→ EXERCISE DETAILS: If a line in the entries below includes "Mapping", show that line.
········
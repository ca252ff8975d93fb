//! Env-format (`KEY=value`) reader.
//!
//! Responsibilities:
//! - Split each entry line at the first `=` into a key and a value.
//! - Look up a variable by exact key match.
//!
//! Does NOT handle:
//! - Modifying the process environment. Entries are read, never exported.
//! - Variable expansion, quote stripping, or inline comments. Values are
//!   returned exactly as written after the first `=`.
//! - Dot-path traversal: env keys are flat, so the full name is the key.
//!
//! Invariants:
//! - Blank lines and lines starting with `#` are skipped.
//! - A line without `=`, or with an empty key, is a `Decode` error, not skipped.
//! - The first entry whose key matches wins; reading stops there.
//! - Decode errors only include the line number, NOT the line content, to
//!   prevent leaking secrets.
//! - The result depends only on the file contents, never on the process
//!   environment.

use std::path::Path;

use super::error::{LoadError, Result};
use crate::types::{Mapping, Value, VariablePath};

/// Return the value of the first entry whose key equals `variable`.
pub(crate) fn lookup(content: &str, variable: &VariablePath, path: &Path) -> Result<Value> {
    for entry in entries(content) {
        let (key, value) = entry.map_err(|line| decode_error(line, path))?;
        if key == variable.as_str() {
            return Ok(Value::from(value));
        }
    }

    Err(LoadError::VariableNotFound {
        variable: variable.to_string(),
        path: path.to_path_buf(),
    })
}

/// Parse every entry. Later duplicates replace earlier ones.
pub(crate) fn parse_all(content: &str, path: &Path) -> Result<Value> {
    let mut map = Mapping::new();
    for entry in entries(content) {
        let (key, value) = entry.map_err(|line| decode_error(line, path))?;
        map.insert(key.to_string(), Value::from(value));
    }
    Ok(Value::Map(map))
}

/// Entries in file order. A malformed line yields its 1-based number.
fn entries(content: &str) -> impl Iterator<Item = std::result::Result<(&str, &str), usize>> {
    content
        .lines()
        .enumerate()
        .map(|(index, raw)| (index + 1, raw.trim()))
        .filter(|(_, line)| !line.is_empty() && !line.starts_with('#'))
        .map(|(number, line)| match line.split_once('=') {
            Some((key, value)) if !key.trim().is_empty() => Ok((key.trim(), value.trim())),
            _ => Err(number),
        })
}

fn decode_error(line: usize, path: &Path) -> LoadError {
    LoadError::Decode {
        path: path.to_path_buf(),
        message: format!("line {line} is not a KEY=value entry"),
    }
}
········
→ EXERCISE SOLUTION:
use crate::types::{Mapping, Value, VariablePath};
    let mut map = Mapping::new();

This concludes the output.